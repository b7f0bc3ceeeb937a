use serde::{Deserialize, Serialize};
use time::OffsetDateTime;
use tracing::debug;

use crate::clock;
use crate::datastore::{Direction, Entity, Key, Kind, Query};
use crate::db::Db;
use crate::error::ModelError;
use crate::validation::{is_blank, Errors};

pub const MAX_CONTENT_CHARS: usize = 140;

#[derive(Debug, Clone, PartialEq, Serialize, Deserialize)]
struct MicropostRecord {
    user_id: i64,
    content: String,
    #[serde(with = "clock::micros")]
    created_at: OffsetDateTime,
    #[serde(with = "clock::micros")]
    updated_at: OffsetDateTime,
}

/// A short status message owned by one user.
#[derive(Debug, Clone, PartialEq)]
pub struct Micropost {
    id: Option<i64>,
    pub user_id: Option<i64>,
    pub content: String,
    pub created_at: Option<OffsetDateTime>,
    pub updated_at: Option<OffsetDateTime>,
    pub errors: Errors,
}

impl Micropost {
    pub fn new(user_id: i64, content: impl Into<String>) -> Self {
        Self {
            id: None,
            user_id: Some(user_id),
            content: content.into(),
            created_at: None,
            updated_at: None,
            errors: Errors::new(),
        }
    }

    pub fn id(&self) -> Option<i64> {
        self.id
    }

    fn from_entity(entity: &Entity) -> Result<Self, ModelError> {
        let record: MicropostRecord = entity.to_record()?;
        Ok(Self {
            id: entity.key.numeric_id(),
            user_id: Some(record.user_id),
            content: record.content,
            created_at: Some(record.created_at),
            updated_at: Some(record.updated_at),
            errors: Errors::new(),
        })
    }

    pub fn valid(&mut self) -> bool {
        self.errors = Errors::new();
        if self.user_id.is_none() {
            self.errors.add("user_id", "user can't be blank");
        }
        if is_blank(&self.content) {
            self.errors.add("content", "content can't be blank");
        }
        if self.content.chars().count() > MAX_CONTENT_CHARS {
            self.errors.add("content", "content is too long");
        }
        self.errors.is_empty()
    }

    /// Validates and writes the post. Returns `false` with `errors` filled in
    /// when the post is invalid.
    pub async fn save(&mut self, db: &Db) -> Result<bool, ModelError> {
        if !self.valid() {
            return Ok(false);
        }
        let Some(user_id) = self.user_id else {
            return Ok(false);
        };
        let now = db.clock.now();
        let record = MicropostRecord {
            user_id,
            content: self.content.clone(),
            created_at: self.created_at.unwrap_or(now),
            updated_at: now,
        };
        let key = match self.id {
            Some(id) => Key::with_id(Kind::Microposts, id),
            None => Key::incomplete(Kind::Microposts),
        };
        let key = db.store.put(Entity::from_record(key, &record)?).await?;
        self.id = key.numeric_id();
        self.created_at = Some(record.created_at);
        self.updated_at = Some(record.updated_at);
        debug!(micropost_id = ?self.id, user_id, "micropost saved");
        Ok(true)
    }

    pub async fn find(db: &Db, id: i64) -> Result<Option<Micropost>, ModelError> {
        match db.store.get(&Key::with_id(Kind::Microposts, id)).await? {
            Some(entity) => Ok(Some(Self::from_entity(&entity)?)),
            None => Ok(None),
        }
    }

    /// Posts of one user, newest first.
    pub async fn find_by_user(db: &Db, user_id: i64) -> Result<Vec<Micropost>, ModelError> {
        let query = Query::new(Kind::Microposts)
            .filter("user_id", user_id)
            .order_by("created_at", Direction::Descending);
        db.store
            .query(&query)
            .await?
            .iter()
            .map(Self::from_entity)
            .collect()
    }

    pub async fn destroy(&self, db: &Db) -> Result<(), ModelError> {
        let id = self.id.ok_or(ModelError::Unsaved { kind: "micropost" })?;
        db.store.delete(&Key::with_id(Kind::Microposts, id)).await?;
        debug!(micropost_id = id, "micropost destroyed");
        Ok(())
    }
}

#[cfg(test)]
mod tests {
    use super::*;
    use crate::db::testing;

    #[test]
    fn content_is_required_and_bounded() {
        let mut post = Micropost::new(1, "   ");
        assert!(!post.valid());
        assert!(post.errors.contains("content", "content can't be blank"));

        let mut post = Micropost::new(1, "a".repeat(MAX_CONTENT_CHARS + 1));
        assert!(!post.valid());
        assert!(post.errors.contains("content", "content is too long"));

        let mut post = Micropost::new(1, "a".repeat(MAX_CONTENT_CHARS));
        assert!(post.valid());
    }

    #[test]
    fn user_is_required() {
        let mut post = Micropost::new(1, "hello");
        post.user_id = None;
        assert!(!post.valid());
        assert!(post.errors.contains("user_id", "user can't be blank"));
    }

    #[tokio::test]
    async fn save_find_and_destroy() {
        let (db, _, _) = testing::db();
        let mut post = Micropost::new(5, "Lorem ipsum");
        assert!(post.save(&db).await.unwrap());
        let id = post.id().expect("id assigned");

        let found = Micropost::find(&db, id).await.unwrap().expect("stored");
        assert_eq!(found, post);

        found.destroy(&db).await.unwrap();
        assert!(Micropost::find(&db, id).await.unwrap().is_none());
    }

    #[tokio::test]
    async fn invalid_post_is_not_written() {
        let (db, store, _) = testing::db();
        let mut post = Micropost::new(5, "");
        assert!(!post.save(&db).await.unwrap());
        assert!(post.id().is_none());
        assert_eq!(store.count(Kind::Microposts), 0);
    }

    #[tokio::test]
    async fn find_by_user_is_newest_first() {
        let (db, _, _) = testing::db();
        for content in ["first", "second", "third"] {
            Micropost::new(1, content).save(&db).await.unwrap();
        }
        Micropost::new(2, "other").save(&db).await.unwrap();

        let posts = Micropost::find_by_user(&db, 1).await.unwrap();
        let contents: Vec<_> = posts.iter().map(|p| p.content.as_str()).collect();
        assert_eq!(contents, ["third", "second", "first"]);
    }
}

Task statement:
Read the listing. Report every line that includes the word "struct".

Result:
struct MicropostRecord {
pub struct Micropost {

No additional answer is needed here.